I never got a chance to meet him, but like most of the Cubs Faithful I feel like I knew him. I welcomed him into my house everyday….he was my after school special. No matter how good or bad the Cubs were over the years there was one constant….Harry Caray.
We all laughed at his mispronunciations, his slurred stories and his jokes with Steve Stone about paying for dinner and Stoney’s cigars. He was not the polished play-by-play guy that exists today. He never talked down to us….he was real. Harry was as imperfect as the game of baseball. Steve Stone wrote a wonderful tribute to Harry, “Where’s Harry?” in 1999. Stone described his life with Harry….was it a perfect one?….of course not, it was Harry. The name of the book came from everyone always asking Stoney, “Where’s Harry?” Steve still speaks well of Harry, eight years after his death. Stone recently said on XM Radio:
“Harry was the greatest salesman of the game of baseball that ever lived. Harry was also a great salesman of Harry. He was a good salesman of Budweiser, a wonderful salesman of Wrigley Field, Chicago and everything that went with it. The Cubs are still riding the crest of that perfect wave that came at the same time which was they went on a satellite, they became an internationally seen baseball team, Harry got there and they won in 1984.”
Harry Caray was the right person, in the right place at the precise time to make an everlasting impression on not just baseball and the Cubs, but in pop culture. How many times have we all seen the references to Harry Caray….from Saturday Night Live to ESPN to your local sports talk show hosts to movies like Major League. Harry had an affect on everyone, regardless if they will admit it or not. Think about how many big name stars have been the guest conductor of the 7th Inning stretch over the past 8 seasons. True a lot of credit goes to John McDonough and his staff, but I think the biggest reason is the adoration that we all have for Harry Caray.

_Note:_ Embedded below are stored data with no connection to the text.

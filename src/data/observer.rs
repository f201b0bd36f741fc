// Copyright (c) 2025 Steve Wagner (ciroque@live.com)
// SPDX-License-Identifier: MIT

use serde_json::Value;
use std::collections::HashSet;

use super::Context;
use crate::errors::ProcessorError;

/// Keys a context processor actually created and deleted during one call.
#[derive(Debug, Clone, Default, PartialEq)]
pub struct ContextChanges {
    pub created: Vec<String>,
    pub deleted: Vec<String>,
}

/// Write gate handed to context processors.
///
/// Reads are unrestricted. Writes must target a key the processor lists in
/// `created_keys`, deletions a key it lists in `suppressed_keys`.
pub struct ContextObserver<'a> {
    context: &'a mut Context,
    processor: &'a str,
    writable: HashSet<String>,
    deletable: HashSet<String>,
    changes: ContextChanges,
}

impl<'a> ContextObserver<'a> {
    pub fn new(
        context: &'a mut Context,
        processor: &'a str,
        created_keys: Vec<String>,
        suppressed_keys: Vec<String>,
    ) -> Self {
        Self {
            context,
            processor,
            writable: created_keys.into_iter().collect(),
            deletable: suppressed_keys.into_iter().collect(),
            changes: ContextChanges::default(),
        }
    }

    pub fn get(&self, key: &str) -> Option<&Value> {
        self.context.get(key)
    }

    pub fn set(&mut self, key: &str, value: impl Into<Value>) -> Result<(), ProcessorError> {
        self.check(&self.writable, key)?;
        self.context.set(key, value);
        self.record_created(key);
        Ok(())
    }

    pub fn delete(&mut self, key: &str) -> Result<Option<Value>, ProcessorError> {
        self.check(&self.deletable, key)?;
        let removed = self.context.delete(key);
        self.record_deleted(key);
        Ok(removed)
    }

    pub fn rename(&mut self, old: &str, new: &str) -> Result<(), ProcessorError> {
        self.check(&self.deletable, old)?;
        self.check(&self.writable, new)?;
        self.context.rename(old, new)?;
        self.record_deleted(old);
        self.record_created(new);
        Ok(())
    }

    pub fn finish(self) -> ContextChanges {
        self.changes
    }

    fn check(&self, allowed: &HashSet<String>, key: &str) -> Result<(), ProcessorError> {
        if allowed.contains(key) {
            Ok(())
        } else {
            Err(ProcessorError::UndeclaredContextKey {
                processor: self.processor.to_string(),
                key: key.to_string(),
            })
        }
    }

    fn record_created(&mut self, key: &str) {
        self.changes.deleted.retain(|k| k != key);
        if !self.changes.created.iter().any(|k| k == key) {
            self.changes.created.push(key.to_string());
        }
    }

    fn record_deleted(&mut self, key: &str) {
        self.changes.created.retain(|k| k != key);
        if !self.changes.deleted.iter().any(|k| k == key) {
            self.changes.deleted.push(key.to_string());
        }
    }
}
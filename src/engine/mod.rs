// Copyright (c) 2025 Steve Wagner (ciroque@live.com)
// SPDX-License-Identifier: MIT

pub mod blocking_pool;
pub mod factory;
pub mod inspection;
pub mod node;
pub mod parameters;
pub mod pipeline;
pub mod sequential;
#[cfg(test)]
pub mod integration_tests;

pub use blocking_pool::BlockingPoolExecutor;
pub use factory::ExecutorFactory;
pub use inspection::{NodeInspection, PipelineInspection};
pub use node::{NodeOutcome, NodeRole, PipelineNode};
pub use parameters::{KeyOrigins, ParameterSource, Parameters};
pub use pipeline::{NodeRun, NodeTiming, Pipeline};
pub use sequential::SequentialExecutor;
// Copyright (c) 2025 Steve Wagner (ciroque@live.com)
// SPDX-License-Identifier: MIT

//! Pub/sub transport used between the orchestrator and its workers.
//!
//! The [`Transport`](crate::traits::Transport) trait is the seam; this module
//! holds the message type, channel-pattern matching, and the in-memory
//! reference backend. The reference backend is at-most-once: a message leaves
//! its queue when it is dequeued, not when it is acknowledged.

mod memory;
mod message;
mod pattern;

pub use memory::InMemoryTransport;
pub use message::{AckFn, Message, Metadata};
pub use pattern::ChannelPattern;
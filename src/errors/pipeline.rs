// Copyright (c) 2025 Steve Wagner (ciroque@live.com)
// SPDX-License-Identifier: MIT

//! Errors for pipeline construction and pipeline runs.

use thiserror::Error;

use super::ProcessorError;
use crate::data::DataType;

/// Static incompatibility found while constructing a pipeline. A pipeline that
/// fails with one of these is never run.
#[derive(Debug, Clone, PartialEq, Error)]
pub enum PipelineTopologyError {
    #[error("node {index}: unknown processor reference '{reference}'")]
    UnknownProcessor { index: usize, reference: String },

    #[error("node {index}: malformed processor reference '{reference}': {reason}")]
    MalformedReference {
        index: usize,
        reference: String,
        reason: String,
    },

    #[error(
        "node {index} ({processor}) expects {expected} input but node {previous_index} ({previous}) produces {actual}"
    )]
    TypeMismatch {
        previous_index: usize,
        previous: String,
        index: usize,
        processor: String,
        expected: DataType,
        actual: DataType,
    },

    #[error(
        "node {index} ({processor}) requires context key '{key}' which node {deleted_by} ({deleter}) deletes; supply it in the node parameters"
    )]
    DeletedKeyRequired {
        index: usize,
        processor: String,
        key: String,
        deleted_by: usize,
        deleter: String,
    },

    #[error("node {index} ({processor}) sets a context_keyword but is not a probe")]
    ContextKeywordOnNonProbe { index: usize, processor: String },

    #[error("node {index} ({processor}) has no parameter named '{parameter}'")]
    UnknownParameter {
        index: usize,
        processor: String,
        parameter: String,
    },
}

#[derive(Debug, Clone, PartialEq, Error)]
pub enum PipelineError {
    #[error(transparent)]
    Topology(#[from] PipelineTopologyError),

    #[error(
        "node {index} ({processor}): parameter '{parameter}' is not in the node parameters, the context, or the defaults"
    )]
    MissingParameter {
        index: usize,
        processor: String,
        parameter: String,
    },

    #[error("node {index} ({processor}) expects {expected} input but received {actual}")]
    TypeMismatch {
        index: usize,
        processor: String,
        expected: DataType,
        actual: DataType,
    },

    #[error("node {index} ({processor}) failed: {source}")]
    Processor {
        index: usize,
        processor: String,
        #[source]
        source: ProcessorError,
    },

    #[error("pipeline definition could not be loaded: {0}")]
    Load(String),

    #[error("pipeline task panicked: {0}")]
    TaskPanicked(String),
}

Roy Firestone from ESPN was on XM recently with Charley Steiner on Baseball Beat, this is what he had to say about Harry:
“Was there ever a guy who brought more drama and excitement? There may have been better calls of the game, but they never sounded….nobody sounds more like baseball than Harry. He sounds like the game. He was the greatest. And you talk about people who loved him….everywhere he went.”
Harry once said, “My whole philosophy is to broadcast the way a fan would broadcast.”
According to a recent survey on XM Radio, Harry Caray was voted as the greatest baseball announcer of all time. Vin Scully and Bob Uecker were second and third. And 42% of baseball fans voted Harry’s, “It might be….it could be….it is!” as the most memorable catchphrase of all time.
To this day, every time I hear a recording of Harry….it makes me smile. Is it the longing for the past? I do not think so. Being a Cubs fan then was different. You hoped the Cubs would win, instead of expecting them to win. There was no pressure, all the team had to do was play ball. You went to Wrigley to watch a game. You did not worry how many games out of first place they were. You stood to ‘Sing Along With Harry’, you cheered for the Cubbies and if they won that was a bonus. Most of the Cubs’ teams had great players, but bad years. Harry could make the worst of days….fun!! Harry spoke his mind, he said what he felt, he was just Harry being Harry.
Harry Caray has and will stand the test of time. His legend will be past down from generation to generation. Harry was honest….Harry was baseball….Harry was the Cubs and all of this from the Mayor of Rush Street.
Come on guys….Let’s get some runs!!!!